Tą tragedią żyła cała Polska. W kwietniu 2019 r. w Puszczykowie, w karetkę pogotowia, która utknęła na torach między opuszczonymi rogatkami uderzył pociąg. Zginęli 30-letni lekarz i 42-letni ratownik medyczny, a kierowca z poważnymi obrażeniami trafił do szpitala.
W maju 2021 r. Sąd Okręgowy w Poznaniu skazał prowadzącego ambulans Sebastiana S. na 4 lata więzienia. Dodatkowo mężczyzna otrzymał 6-letni zakaz prowadzenia pojazdów oraz nakaz zapłaty nawiązki w wysokości 50 tys. zł dla rodzin ofiar oraz pokrycie kosztów pracy obrońców. Wyrok nie był jednak prawomocny.

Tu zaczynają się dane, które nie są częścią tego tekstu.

//! Client boundary for the Kayenta canary analysis service.

pub mod error;
pub mod http;
pub mod types;

use std::time::Duration;

pub use error::ClientError;
pub use http::KayentaAdapter;
pub use types::*;

/// Base URL used when nothing else is configured.
pub const DEFAULT_BASE_URL: &str = "http://localhost:8090";

/// Per-request HTTP timeout used when nothing else is configured.
pub const DEFAULT_REQUEST_TIMEOUT: Duration = Duration::from_secs(30);

/// Submit/fetch capability for standalone canary analyses.
///
/// The poller and the CLI only depend on this trait, so tests can drive them
/// with an in-memory implementation.
#[async_trait::async_trait]
pub trait AnalysisApi: Send + Sync {
    /// Start an analysis and return its execution ID.
    async fn submit(&self, input: &StandaloneCanaryAnalysisInput) -> Result<String, ClientError>;

    /// Fetch the current status of an execution.
    async fn fetch(&self, execution_id: &str) -> Result<AnalysisStatus, ClientError>;
}

/// Account listing capability.
#[async_trait::async_trait]
pub trait CredentialsApi: Send + Sync {
    async fn list_credentials(&self) -> Result<Vec<AccountCredential>, ClientError>;
}

/// Stored canary configs on the service.
#[async_trait::async_trait]
pub trait CanaryConfigApi: Send + Sync {
    /// Configs stored for `application`, or every config when `None`.
    async fn list_canary_configs(
        &self,
        application: Option<&str>,
    ) -> Result<Vec<CanaryConfig>, ClientError>;

    /// Store a new config and return its ID.
    async fn create_canary_config(&self, config: &CanaryConfig) -> Result<String, ClientError>;

    /// Replace the config whose ID is `config.id`.
    async fn update_canary_config(&self, config: &CanaryConfig) -> Result<String, ClientError>;

    /// Create or replace the config named `config.name` for `application`.
    ///
    /// The service has no upsert, so this lists the application's configs and
    /// updates the one with the same name, or creates a new one.
    async fn upsert_canary_config(
        &self,
        application: &str,
        config: &CanaryConfig,
    ) -> Result<String, ClientError> {
        let mut config = config.clone();
        config.applications = vec![application.to_string()];

        let existing = self
            .list_canary_configs(Some(application))
            .await?
            .into_iter()
            .find(|c| c.name == config.name && c.id.as_deref().is_some_and(|id| !id.is_empty()));
        match existing {
            Some(found) => {
                config.id = found.id;
                self.update_canary_config(&config).await
            }
            None => {
                config.id = None;
                self.create_canary_config(&config).await
            }
        }
    }
}

#[derive(Debug, Clone, PartialEq, Eq)]
pub struct ClientConfig {
    pub base_url: String,
    pub timeout: Duration,
}

impl Default for ClientConfig {
    fn default() -> Self {
        Self {
            base_url: DEFAULT_BASE_URL.to_string(),
            timeout: DEFAULT_REQUEST_TIMEOUT,
        }
    }
}

impl ClientConfig {
    /// Read `KAYENTA_URL` and `KAYENTA_TIMEOUT_SECONDS`, falling back to defaults.
    pub fn from_env() -> Self {
        let base_url =
            std::env::var("KAYENTA_URL").unwrap_or_else(|_| DEFAULT_BASE_URL.to_string());

        let timeout = std::env::var("KAYENTA_TIMEOUT_SECONDS")
            .ok()
            .and_then(|s| s.parse().ok())
            .map(Duration::from_secs)
            .unwrap_or(DEFAULT_REQUEST_TIMEOUT);

        Self { base_url, timeout }
    }

    pub fn with_base_url(mut self, base_url: impl Into<String>) -> Self {
        self.base_url = base_url.into();
        self
    }

    pub fn with_timeout(mut self, timeout: Duration) -> Self {
        self.timeout = timeout;
        self
    }
}
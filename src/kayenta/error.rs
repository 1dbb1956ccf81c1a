//! Error types for the Kayenta client.

use std::time::Duration;

use reqwest::StatusCode;
use thiserror::Error;

/// Errors raised while talking to the Kayenta service.
///
/// Every variant is fatal to the operation that produced it; the client never
/// retries on its own.
#[derive(Debug, Error)]
pub enum ClientError {
    /// Network or protocol failure before a response was read.
    #[error("http error: {0}")]
    Http(#[from] reqwest::Error),

    /// The service answered with a 4xx/5xx status.
    #[error("{status} : {message}")]
    Server { status: StatusCode, message: String },

    /// The response body did not match the expected shape.
    #[error("could not decode response: {0}")]
    Decode(String),

    /// The request timed out on the client side.
    #[error("timeout after {0:?}")]
    Timeout(Duration),

    /// Invalid client configuration (bad base URL, etc.).
    #[error("configuration error: {0}")]
    Config(String),
}

impl ClientError {
    pub fn server(status: StatusCode, message: impl Into<String>) -> Self {
        let message = message.into();
        Self::Server {
            status,
            message: if message.is_empty() {
                "no message included in response from server".to_string()
            } else {
                message
            },
        }
    }

    pub fn config(message: impl Into<String>) -> Self {
        Self::Config(message.into())
    }

    /// HTTP status returned by the service, if the request got that far.
    pub fn status(&self) -> Option<StatusCode> {
        match self {
            Self::Server { status, .. } => Some(*status),
            Self::Http(e) => e.status(),
            _ => None,
        }
    }

    /// Short error code for logging.
    pub fn code(&self) -> &'static str {
        match self {
            Self::Http(e) if e.is_connect() => "connect_error",
            Self::Http(_) => "http_error",
            Self::Server { status, .. } if status.is_client_error() => "client_error",
            Self::Server { .. } => "server_error",
            Self::Decode(_) => "decode_error",
            Self::Timeout(_) => "timeout",
            Self::Config(_) => "config_error",
        }
    }
}
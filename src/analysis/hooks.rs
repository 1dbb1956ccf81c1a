//! Progress hooks invoked by the completion poller.
//!
//! The poller stays rendering-agnostic. Callers can inject:
//! - A terminal view (see [`super::progress::StageTablePrinter`])
//! - A spinner (see [`super::progress::SpinnerObserver`])
//! - Plain log lines ([`LoggingObserver`])
//! - Nothing at all ([`NoopObserver`])

use std::sync::Arc;

use tracing::info;

use crate::kayenta::AnalysisStatus;

use super::poll::PollState;

/// Receives every non-terminal status snapshot.
///
/// Called synchronously on the polling task, once per tick, so implementations
/// must return quickly. Each call should fully redraw whatever the observer
/// shows; snapshots are not deltas.
pub trait ProgressObserver: Send + Sync {
    /// Polling has begun; nothing has been fetched yet.
    fn on_start(&self) {}

    fn on_progress(&self, status: &AnalysisStatus);

    /// The session ended on its own in `state`, after the last `on_progress`.
    /// Not called when the caller drops the poll future.
    fn on_finish(&self, _state: PollState) {}
}

impl<F> ProgressObserver for F
where
    F: Fn(&AnalysisStatus) + Send + Sync,
{
    fn on_progress(&self, status: &AnalysisStatus) {
        self(status)
    }
}

pub type SharedObserver = Arc<dyn ProgressObserver>;

/// Discards every snapshot.
#[derive(Debug, Clone, Copy, Default)]
pub struct NoopObserver;

impl ProgressObserver for NoopObserver {
    fn on_progress(&self, _status: &AnalysisStatus) {}
}

/// Emits one log line per snapshot.
#[derive(Debug, Clone, Copy, Default)]
pub struct LoggingObserver;

impl ProgressObserver for LoggingObserver {
    fn on_progress(&self, status: &AnalysisStatus) {
        let running = status
            .stages
            .iter()
            .filter(|s| s.status.eq_ignore_ascii_case("RUNNING"))
            .map(|s| s.name.as_str())
            .collect::<Vec<_>>();
        info!(
            status = %status.status,
            execution_status = %status.execution_status,
            running_stages = %running.join(", "),
            "execution is still running"
        );
    }
}
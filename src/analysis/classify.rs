//! Turning a terminal status into a pass/fail verdict.

use std::process::ExitCode;

use crate::kayenta::AnalysisStatus;

const SUCCEEDED: &str = "succeeded";

#[derive(Debug, Clone, PartialEq, Eq)]
pub struct Classification {
    pub success: bool,
    pub message: String,
}

impl Classification {
    /// Numeric exit status for this verdict: 0 on success, 1 otherwise.
    pub fn exit_status(&self) -> u8 {
        if self.success {
            0
        } else {
            1
        }
    }

    pub fn exit_code(&self) -> ExitCode {
        ExitCode::from(self.exit_status())
    }
}

/// Classify a terminal status.
///
/// The analysis succeeded only when the pipeline finished with status
/// `succeeded` and the judge reported the thresholds as passed. On failure the
/// message comes from the judge's score message, or from the raw status when
/// the pipeline ended before the judge produced anything.
///
/// An all-default `canaryAnalysisExecutionResult` (no message, no scores, not
/// passed) counts as no result, the same as an absent one.
pub fn classify(status: &AnalysisStatus) -> Classification {
    let succeeded = status.status.eq_ignore_ascii_case(SUCCEEDED);
    let result = status
        .execution_result
        .as_ref()
        .filter(|r| !r.score_message.is_empty() || !r.scores.is_empty() || r.did_pass_thresholds);
    let passed = result.is_some_and(|r| r.did_pass_thresholds);

    if succeeded && passed {
        return Classification {
            success: true,
            message: "analysis was successful".to_string(),
        };
    }

    let message = match result {
        Some(r) if !r.score_message.is_empty() => {
            format!("analysis failed: {}", r.score_message)
        }
        Some(r) => match r.final_score() {
            Some(score) => format!(
                "analysis failed with status {} and final score {score}",
                display_status(status)
            ),
            None => format!("analysis failed. result: {}", display_status(status)),
        },
        None => format!("analysis failed. result: {}", display_status(status)),
    };

    Classification {
        success: false,
        message,
    }
}

fn display_status(status: &AnalysisStatus) -> &str {
    if status.status.is_empty() {
        &status.execution_status
    } else {
        &status.status
    }
}
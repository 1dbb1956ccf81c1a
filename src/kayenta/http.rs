//! reqwest-backed Kayenta client.

use async_trait::async_trait;
use reqwest::header::{HeaderMap, HeaderValue, ACCEPT, CONTENT_TYPE};
use reqwest::{Response, StatusCode};
use serde::de::DeserializeOwned;
use serde::Deserialize;
use tracing::debug;

use super::error::ClientError;
use super::types::*;
use super::{AnalysisApi, CanaryConfigApi, ClientConfig, CredentialsApi};

const STANDALONE_ANALYSIS_PATH: &str = "/standalone_canary_analysis";
const CREDENTIALS_PATH: &str = "/credentials";
const CANARY_CONFIG_PATH: &str = "/canaryConfig";

/// Kayenta HTTP adapter.
#[derive(Debug, Clone)]
pub struct KayentaAdapter {
    client: reqwest::Client,
    config: ClientConfig,
}

impl KayentaAdapter {
    pub fn new(config: ClientConfig) -> Result<Self, ClientError> {
        let base = config.base_url.trim_end_matches('/').to_string();
        reqwest::Url::parse(&base)
            .map_err(|e| ClientError::config(format!("invalid base URL {base:?}: {e}")))?;

        let mut headers = HeaderMap::new();
        headers.insert(CONTENT_TYPE, HeaderValue::from_static("application/json"));
        headers.insert(ACCEPT, HeaderValue::from_static("application/json"));

        let client = reqwest::Client::builder()
            .timeout(config.timeout)
            .default_headers(headers)
            .gzip(true)
            .build()
            .map_err(|e| ClientError::config(format!("failed to create HTTP client: {e}")))?;

        Ok(Self {
            client,
            config: ClientConfig {
                base_url: base,
                ..config
            },
        })
    }

    pub fn from_env() -> Result<Self, ClientError> {
        Self::new(ClientConfig::from_env())
    }

    pub fn base_url(&self) -> &str {
        &self.config.base_url
    }

    fn url(&self, path: &str) -> String {
        format!("{}{}", self.config.base_url, path)
    }

    fn map_send_error(&self, err: reqwest::Error) -> ClientError {
        if err.is_timeout() {
            ClientError::Timeout(self.config.timeout)
        } else {
            ClientError::Http(err)
        }
    }
}

#[derive(Deserialize)]
struct ServerErrorBody {
    message: Option<String>,
    error: Option<String>,
}

/// Turn a response into `T`, or into a `ClientError::Server` for 4xx/5xx.
async fn decode<T: DeserializeOwned>(response: Response) -> Result<T, ClientError> {
    let status = response.status();
    let body = response.text().await?;

    if !status.is_success() {
        return Err(server_error(status, &body));
    }

    serde_json::from_str(&body).map_err(|e| ClientError::Decode(e.to_string()))
}

fn server_error(status: StatusCode, body: &str) -> ClientError {
    let message = serde_json::from_str::<ServerErrorBody>(body)
        .ok()
        .and_then(|b| b.message.or(b.error))
        .unwrap_or_else(|| body.trim().to_string());
    ClientError::server(status, message)
}

#[async_trait]
impl AnalysisApi for KayentaAdapter {
    async fn submit(&self, input: &StandaloneCanaryAnalysisInput) -> Result<String, ClientError> {
        let url = self.url(STANDALONE_ANALYSIS_PATH);
        debug!(url = %url, scopes = input.execution_request.scopes.len(), "submitting standalone canary analysis");

        let response = self
            .client
            .post(url)
            .query(&input.query_params())
            .json(input)
            .send()
            .await
            .map_err(|e| self.map_send_error(e))?;

        let output: StartAnalysisResponse = decode(response).await?;
        if output.canary_analysis_execution_id.is_empty() {
            return Err(ClientError::Decode(
                "response did not include canaryAnalysisExecutionId".into(),
            ));
        }
        Ok(output.canary_analysis_execution_id)
    }

    async fn fetch(&self, execution_id: &str) -> Result<AnalysisStatus, ClientError> {
        let url = self.url(&format!("{STANDALONE_ANALYSIS_PATH}/{execution_id}"));
        let response = self
            .client
            .get(url)
            .send()
            .await
            .map_err(|e| self.map_send_error(e))?;

        decode(response).await
    }
}

#[async_trait]
impl CredentialsApi for KayentaAdapter {
    async fn list_credentials(&self) -> Result<Vec<AccountCredential>, ClientError> {
        let response = self
            .client
            .get(self.url(CREDENTIALS_PATH))
            .send()
            .await
            .map_err(|e| self.map_send_error(e))?;

        let credentials: Vec<AccountCredential> = decode(response).await?;
        debug!(count = credentials.len(), "fetched account credentials");
        Ok(credentials)
    }
}

#[async_trait]
impl CanaryConfigApi for KayentaAdapter {
    async fn list_canary_configs(
        &self,
        application: Option<&str>,
    ) -> Result<Vec<CanaryConfig>, ClientError> {
        let mut request = self.client.get(self.url(CANARY_CONFIG_PATH));
        if let Some(application) = application.filter(|a| !a.is_empty()) {
            request = request.query(&[("application", application)]);
        }
        let response = request.send().await.map_err(|e| self.map_send_error(e))?;

        let configs: Vec<CanaryConfig> = decode(response).await?;
        debug!(count = configs.len(), "fetched canary configs");
        Ok(configs)
    }

    async fn create_canary_config(&self, config: &CanaryConfig) -> Result<String, ClientError> {
        debug!(name = %config.name, "creating canary config");
        let response = self
            .client
            .post(self.url(CANARY_CONFIG_PATH))
            .json(config)
            .send()
            .await
            .map_err(|e| self.map_send_error(e))?;

        config_id(decode(response).await?)
    }

    async fn update_canary_config(&self, config: &CanaryConfig) -> Result<String, ClientError> {
        let id = config
            .id
            .as_deref()
            .filter(|id| !id.is_empty())
            .ok_or_else(|| ClientError::config("canary config ID cannot be empty"))?;
        debug!(name = %config.name, id, "updating canary config");

        let response = self
            .client
            .put(self.url(&format!("{CANARY_CONFIG_PATH}/{id}")))
            .json(config)
            .send()
            .await
            .map_err(|e| self.map_send_error(e))?;

        config_id(decode(response).await?)
    }
}

fn config_id(output: CanaryConfigUpdateResponse) -> Result<String, ClientError> {
    if output.canary_config_id.is_empty() {
        return Err(ClientError::Decode(
            "response did not include canaryConfigId".into(),
        ));
    }
    Ok(output.canary_config_id)
}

Na wokandę Sądu Apelacyjnego w Poznaniu trafiły właśnie dwie apelacje w tej sprawie. Pełnomocnik oskarżycielki posiłkowej mec. Łukasz Gil wnioskował m.in. o zmianę opisu czynu i przyjęcie, że sprawca działał z zamiarem ewentualnym, czego wynikiem ma być podwyższenie kary z 4 lat do 8 oraz zwiększenie wymiaru zakazu prowadzenia pojazdu z lat 6 do 15 i zakaz wykonywania zawodu kierowcy na 15 lat.